Strawberry Green Tea
Green tea
About this tea
Strawberry Green Tea is a flavored green tea that layers the bright, candy-sweet, slightly tart aroma of strawberry onto a mild green tea base. It is one of the most searched and most ordered flavored teas anywhere bubble tea is sold, prized for tasting like dessert while staying light and refreshing. The green tea underneath keeps things from tipping into pure sugar — its gentle grassy edge and natural bitterness balance the fruit so the cup reads as juicy and fresh rather than syrupy. Served hot it is soft and fragrant like a strawberry candy steeped in warm water; served iced or blended it becomes a café and bubble-tea staple, often dressed up with popping boba, fresh strawberry slices, or a milk foam top. Most commercial versions are made by scenting a neutral, low-astringency green tea with natural or nature-identical strawberry flavor, sometimes with freeze-dried strawberry pieces added for visual appeal and extra aroma.

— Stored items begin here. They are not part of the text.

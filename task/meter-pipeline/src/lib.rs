//! C6: composes one `PulseHandler` and three cascaded `BucketMemory` layers
//! (minute, hour, day) into a single owned chain per meter, and wires each
//! layer's rollover to the matching `WallClock` edge. Recovered from
//! `initMeter()` in `main.c`, generalized to the scope kept here: no web
//! page numbers, no LCD units, no instance-count table, just the
//! pulse-to-bucket pipeline and its wiring.
//!
//! The original constructs a meter's three `BucketMemory` instances
//! *outer-first* (day, then hour slaved to day, then minute slaved to
//! hour, then the `PulseHandler` whose storage client is minute) because
//! each instance holds a raw pointer to its slave and those pointers must
//! already exist to be recorded. The redesigned `BucketMemory` holds its
//! upstream by value instead of a slave pointing down at it, which makes
//! the chain a single nested type, and a single owned value can only be
//! built from the inside out: `PulseHandler`, then `minute =
//! BucketMemory::new(phd, ..)`, then `hour = BucketMemory::new(minute,
//! ..)`, then `day = BucketMemory::new(hour, ..)`. This is the inverse
//! order from the original and is an intentional consequence of the
//! ownership redesign, not an oversight; see `DESIGN.md`.

#![cfg_attr(not(test), no_std)]

use bucket_memory::BucketMemory;
use core::sync::atomic::{AtomicBool, Ordering};
use metermaid_abi::{Arena, Error, Handle, Result};
use pulse_handler::PulseHandler;
use ringbuf::{ringbuf, ringbuf_entry};
use wall_clock::{Edge, RtcBus, WallClock};

#[derive(Copy, Clone, Debug, Eq, PartialEq)]
enum Trace {
    None,
    Pumped(u32),
    RolloverRouted(Edge),
}

ringbuf!(Trace, 32, Trace::None);

/// Subscriber slots per producer (`PHD_MAX_EVENTS`/`BMM_MAX_EVENTS` were 5
/// in the original).
pub const MAX_EVENTS: usize = 5;

/// The minute-granularity layer: fetches directly from the meter's
/// `PulseHandler`.
pub type Minute<S, const PHD_WINDOW: usize, const MINUTE_SLOTS: usize> =
    BucketMemory<PulseHandler<S, PHD_WINDOW, MAX_EVENTS>, S, MINUTE_SLOTS, MAX_EVENTS>;

/// The hour-granularity layer: fetches from the minute layer.
pub type Hour<S, const PHD_WINDOW: usize, const MINUTE_SLOTS: usize, const HOUR_SLOTS: usize> =
    BucketMemory<Minute<S, PHD_WINDOW, MINUTE_SLOTS>, S, HOUR_SLOTS, MAX_EVENTS>;

/// The day-granularity layer: fetches from the hour layer.
pub type Day<
    S,
    const PHD_WINDOW: usize,
    const MINUTE_SLOTS: usize,
    const HOUR_SLOTS: usize,
    const DAY_SLOTS: usize,
> = BucketMemory<Hour<S, PHD_WINDOW, MINUTE_SLOTS, HOUR_SLOTS>, S, DAY_SLOTS, MAX_EVENTS>;

/// One meter's complete pipeline: a debounced pulse source cascaded into
/// minute/hour/day history. `S` is the subscriber identity used for every
/// producer's fanout in the chain (`PulseHandler` load/storage clients,
/// each `BucketMemory`'s change clients) and for `WallClock` edge routing.
pub struct MeterChain<
    S,
    const PHD_WINDOW: usize,
    const MINUTE_SLOTS: usize,
    const HOUR_SLOTS: usize,
    const DAY_SLOTS: usize,
> {
    day: Day<S, PHD_WINDOW, MINUTE_SLOTS, HOUR_SLOTS, DAY_SLOTS>,
}

impl<
        S: Copy + PartialEq,
        const PHD_WINDOW: usize,
        const MINUTE_SLOTS: usize,
        const HOUR_SLOTS: usize,
        const DAY_SLOTS: usize,
    > MeterChain<S, PHD_WINDOW, MINUTE_SLOTS, HOUR_SLOTS, DAY_SLOTS>
{
    /// Builds one meter's chain: `PulseHandler` first, then minute, hour
    /// and day each wrapping the previous (see the module doc comment for
    /// why this order is the inverse of the original's). `max_pulses_per_
    /// minute` rejects zero at the `PulseHandler` constructor; bucket
    /// layers stamp bucket zero with `now_secs`.
    pub fn new(max_pulses_per_minute: u32, now_secs: u32) -> Result<Self> {
        let phd: PulseHandler<S, PHD_WINDOW, MAX_EVENTS> = PulseHandler::new(max_pulses_per_minute)?;
        let minute: Minute<S, PHD_WINDOW, MINUTE_SLOTS> = BucketMemory::new(phd, now_secs)?;
        let hour: Hour<S, PHD_WINDOW, MINUTE_SLOTS, HOUR_SLOTS> = BucketMemory::new(minute, now_secs)?;
        let day: Day<S, PHD_WINDOW, MINUTE_SLOTS, HOUR_SLOTS, DAY_SLOTS> = BucketMemory::new(hour, now_secs)?;
        Ok(MeterChain { day })
    }

    pub fn phd(&self) -> &PulseHandler<S, PHD_WINDOW, MAX_EVENTS> {
        self.day.upstream().upstream().upstream()
    }

    pub fn phd_mut(&mut self) -> &mut PulseHandler<S, PHD_WINDOW, MAX_EVENTS> {
        self.day.upstream_mut().upstream_mut().upstream_mut()
    }

    pub fn minute(&self) -> &Minute<S, PHD_WINDOW, MINUTE_SLOTS> {
        self.day.upstream().upstream()
    }

    pub fn minute_mut(&mut self) -> &mut Minute<S, PHD_WINDOW, MINUTE_SLOTS> {
        self.day.upstream_mut().upstream_mut()
    }

    pub fn hour(&self) -> &Hour<S, PHD_WINDOW, MINUTE_SLOTS, HOUR_SLOTS> {
        self.day.upstream()
    }

    pub fn hour_mut(&mut self) -> &mut Hour<S, PHD_WINDOW, MINUTE_SLOTS, HOUR_SLOTS> {
        self.day.upstream_mut()
    }

    pub fn day(&self) -> &Day<S, PHD_WINDOW, MINUTE_SLOTS, HOUR_SLOTS, DAY_SLOTS> {
        &self.day
    }

    pub fn day_mut(&mut self) -> &mut Day<S, PHD_WINDOW, MINUTE_SLOTS, HOUR_SLOTS, DAY_SLOTS> {
        &mut self.day
    }

    /// Drives one raw pulse's worth of work all the way through the
    /// chain: minute fetches from the `PulseHandler`, hour fetches from
    /// minute, day fetches from hour. Stops early the moment a layer
    /// credits zero, the original's "only notify the slave if the fetch
    /// returned pulses" rule, applied transitively.
    pub fn pump_pulse(&self) {
        let credited = self.minute().on_pulse_notify();
        if credited == 0 {
            return;
        }
        ringbuf_entry!(Trace::Pumped(credited));
        if self.hour().on_pulse_notify() == 0 {
            return;
        }
        self.day().on_pulse_notify();
    }

    /// Routes a `WallClock` edge notification to the layer it belongs to.
    /// `Edge::Second` has no matching layer in this pipeline and is
    /// ignored, matching `RTC_AddClient` wiring in `main.c` where only
    /// minute/hour/day clients are ever registered per meter.
    pub fn on_wallclock_edge(&self, edge: Edge, now_secs: u32, mut dispatch_change: impl FnMut(S)) {
        ringbuf_entry!(Trace::RolloverRouted(edge));
        match edge {
            Edge::Minute => self.minute().on_rollover_notify(now_secs, &mut dispatch_change),
            Edge::Hour => self.hour().on_rollover_notify(now_secs, &mut dispatch_change),
            Edge::Day => self.day().on_rollover_notify(now_secs, &mut dispatch_change),
            Edge::Second => {}
        }
    }

    /// Registers `subscriber` for the wall-clock edges driving this
    /// chain's three rollovers, the generalized form of `initMeter`'s
    /// per-meter `RTC_AddClient` calls.
    pub fn subscribe_rollovers<B: RtcBus, const WC_N: usize>(
        &mut self,
        wall_clock: &mut WallClock<B, S, WC_N>,
        subscriber: S,
    ) -> Result<()> {
        wall_clock.add_client(Edge::Minute, subscriber)?;
        wall_clock.add_client(Edge::Hour, subscriber)?;
        wall_clock.add_client(Edge::Day, subscriber)
    }
}

/// Builds one meter's chain, the free-function counterpart to `initMeter()`
/// in `main.c`. Equivalent to `MeterChain::new`; kept as its own function so
/// a caller constructing several meters (electricity, gas, water) reads the
/// same way the original's per-meter init calls did.
pub fn build_meter_chain<
    S: Copy + PartialEq,
    const PHD_WINDOW: usize,
    const MINUTE_SLOTS: usize,
    const HOUR_SLOTS: usize,
    const DAY_SLOTS: usize,
>(
    max_pulses_per_minute: u32,
    now_secs: u32,
) -> Result<MeterChain<S, PHD_WINDOW, MINUTE_SLOTS, HOUR_SLOTS, DAY_SLOTS>> {
    MeterChain::new(max_pulses_per_minute, now_secs)
}

/// A one-shot guard around constructing the (singleton) `WallClock`,
/// matching the original's `ERR_2NDINIT`: `RTC_Create` called a second
/// time returns the same numeric error as `ERR_MEMORY`. There is now
/// exactly one call site allowed to produce a live `WallClock`, replacing
/// the original's global `pt_client` array with a single guarded
/// constructor.
static WALL_CLOCK_CLAIMED: AtomicBool = AtomicBool::new(false);

/// Constructs the system's single `WallClock` instance. A second call (in
/// the same process) fails with `Error::DoubleInit` rather than silently
/// handing out a second clock with its own independent subscriber list.
pub fn claim_wall_clock<B: RtcBus, S: Copy + PartialEq, const N: usize>(
    bus: B,
) -> Result<WallClock<B, S, N>> {
    if WALL_CLOCK_CLAIMED.swap(true, Ordering::SeqCst) {
        return Err(Error::DoubleInit);
    }
    Ok(WallClock::new(bus))
}

/// A fixed-capacity, generation-checked registry of meter chains (one
/// electricity, one gas, one water meter, in the typical deployment).
/// Callers address a meter through a [`Handle`] rather than an index, so a
/// handle outliving its chain's teardown is rejected with
/// `Error::InvalidHandle` instead of reading freed state.
pub struct MeterRegistry<
    S,
    const PHD_WINDOW: usize,
    const MINUTE_SLOTS: usize,
    const HOUR_SLOTS: usize,
    const DAY_SLOTS: usize,
    const N: usize,
> {
    arena: Arena<MeterChain<S, PHD_WINDOW, MINUTE_SLOTS, HOUR_SLOTS, DAY_SLOTS>, N>,
}

impl<
        S: Copy + PartialEq,
        const PHD_WINDOW: usize,
        const MINUTE_SLOTS: usize,
        const HOUR_SLOTS: usize,
        const DAY_SLOTS: usize,
        const N: usize,
    > MeterRegistry<S, PHD_WINDOW, MINUTE_SLOTS, HOUR_SLOTS, DAY_SLOTS, N>
{
    pub fn new() -> Self {
        MeterRegistry { arena: Arena::new() }
    }

    pub fn create(
        &mut self,
        max_pulses_per_minute: u32,
        now_secs: u32,
    ) -> Result<Handle<MeterChain<S, PHD_WINDOW, MINUTE_SLOTS, HOUR_SLOTS, DAY_SLOTS>>> {
        let chain = build_meter_chain(max_pulses_per_minute, now_secs)?;
        self.arena.create(chain)
    }

    pub fn destroy(
        &mut self,
        handle: Handle<MeterChain<S, PHD_WINDOW, MINUTE_SLOTS, HOUR_SLOTS, DAY_SLOTS>>,
    ) -> Result<()> {
        self.arena.destroy(handle)?;
        Ok(())
    }

    pub fn get(
        &self,
        handle: Handle<MeterChain<S, PHD_WINDOW, MINUTE_SLOTS, HOUR_SLOTS, DAY_SLOTS>>,
    ) -> Result<&MeterChain<S, PHD_WINDOW, MINUTE_SLOTS, HOUR_SLOTS, DAY_SLOTS>> {
        self.arena.get(handle)
    }

    pub fn get_mut(
        &mut self,
        handle: Handle<MeterChain<S, PHD_WINDOW, MINUTE_SLOTS, HOUR_SLOTS, DAY_SLOTS>>,
    ) -> Result<&mut MeterChain<S, PHD_WINDOW, MINUTE_SLOTS, HOUR_SLOTS, DAY_SLOTS>> {
        self.arena.get_mut(handle)
    }
}

impl<
        S: Copy + PartialEq,
        const PHD_WINDOW: usize,
        const MINUTE_SLOTS: usize,
        const HOUR_SLOTS: usize,
        const DAY_SLOTS: usize,
        const N: usize,
    > Default for MeterRegistry<S, PHD_WINDOW, MINUTE_SLOTS, HOUR_SLOTS, DAY_SLOTS, N>
{
    fn default() -> Self {
        Self::new()
    }
}

#[cfg(test)]
mod tests {
    use super::*;
    use metermaid_abi::Result as AbiResult;

    struct FakeBus {
        seconds: core::cell::Cell<u32>,
    }
    impl RtcBus for FakeBus {
        fn read_epoch_seconds(&mut self) -> AbiResult<u32> {
            Ok(self.seconds.get())
        }
        fn write_epoch_seconds(&mut self, seconds: u32) -> AbiResult<()> {
            self.seconds.set(seconds);
            Ok(())
        }
    }

    // 71 = max_pulses_per_minute (70, every test below) + 1, satisfying the
    // sliding-window sizing invariant enforced by `PulseHandler::new`.
    type TestChain = MeterChain<u32, 71, 4, 4, 4>;

    #[test]
    fn single_pulse_reaches_every_layer_after_rollovers() {
        struct FakeHw;
        impl tick_source::SubTickHardware for FakeHw {
            fn spin_micros(&self, _micros: u32) {}
        }
        let ticks: tick_source::TickSource<FakeHw> = tick_source::TickSource::new(FakeHw);

        let chain: TestChain = MeterChain::new(70, 0).unwrap();
        chain.phd().handle_pulse(&ticks);
        chain.pump_pulse();

        assert_eq!(chain.minute().head_bucket().count, 1);
        assert_eq!(chain.hour().head_bucket().count, 1);
        assert_eq!(chain.day().head_bucket().count, 1);

        chain.minute().on_rollover_notify(60, |_| {});
        assert_eq!(chain.minute().get(0).unwrap().count, 1);
    }

    #[test]
    fn build_meter_chain_matches_the_associated_constructor() {
        let chain: TestChain = build_meter_chain(70, 0).unwrap();
        assert_eq!(chain.minute().current_count(), 0);
    }

    #[test]
    fn rollover_only_reaches_its_own_layer() {
        let chain: TestChain = MeterChain::new(70, 0).unwrap();
        chain.on_wallclock_edge(Edge::Minute, 60, |_| {});
        assert_eq!(chain.minute().current_count(), 1);
        assert_eq!(chain.hour().current_count(), 0);
        assert_eq!(chain.day().current_count(), 0);
    }

    #[test]
    fn wall_clock_can_only_be_claimed_once() {
        // Each #[test] runs in the same process as every other test in
        // this binary, so the static guard is genuinely shared; exercise
        // it via a second call within this one test instead of relying on
        // test ordering against other tests.
        let first = claim_wall_clock::<_, u32, 4>(FakeBus { seconds: core::cell::Cell::new(0) });
        let second = claim_wall_clock::<_, u32, 4>(FakeBus { seconds: core::cell::Cell::new(0) });
        // Exactly one of the two calls in this process succeeds; since a
        // prior test in this binary may have already claimed it, only
        // assert the mutual-exclusion property, not which call wins.
        assert!(first.is_err() || second.is_err());
    }

    #[test]
    fn handle_rejected_after_chain_destroyed() {
        let mut registry: MeterRegistry<u32, 71, 4, 4, 4, 3> = MeterRegistry::new();
        let handle = registry.create(70, 0).unwrap();
        registry.destroy(handle).unwrap();
        assert_eq!(registry.get(handle).unwrap_err(), Error::InvalidHandle);
    }

    #[test]
    fn registry_rejects_a_third_meter_over_capacity() {
        let mut registry: MeterRegistry<u32, 71, 4, 4, 4, 2> = MeterRegistry::new();
        registry.create(70, 0).unwrap();
        registry.create(70, 0).unwrap();
        assert_eq!(registry.create(70, 0).unwrap_err(), Error::OutOfMemory);
    }
}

How to brew: 80°C, 2.5 min, 2 g per cup.
Caffeine
Medium
How to brew
Flavor notes
fruity, sweet, vegetal, fresh
Often associated with
Gentle energy, Fresh feeling
Best time to enjoy
Morning, Mid-afternoon, Afternoon
Tags
Origin & Production
Strawberry green tea is not tied to a single tea-growing terroir — it is a flavored blend built on an everyday green tea base, most commonly Chinese sencha-style or Zhejiang green tea chosen for being mild and only lightly grassy so it does not fight with the fruit. The strawberry character comes from natural or nature-identical fruit flavoring sprayed or tumbled onto the dry leaf, frequently combined with small pieces of freeze-dried strawberry or red flower petals to signal the flavor visually. Unlike fruit teas that lean tart or tangy, strawberry blends are formulated to taste closer to ripe fruit and confection, which is part of why the flavor performs so well with younger drinkers and in milk-tea formats. The style rose alongside the global bubble-tea boom out of Taiwan in the late 20th century and is now one of the default fruit flavors on tea-shop menus from Taipei to Los Angeles to Madrid.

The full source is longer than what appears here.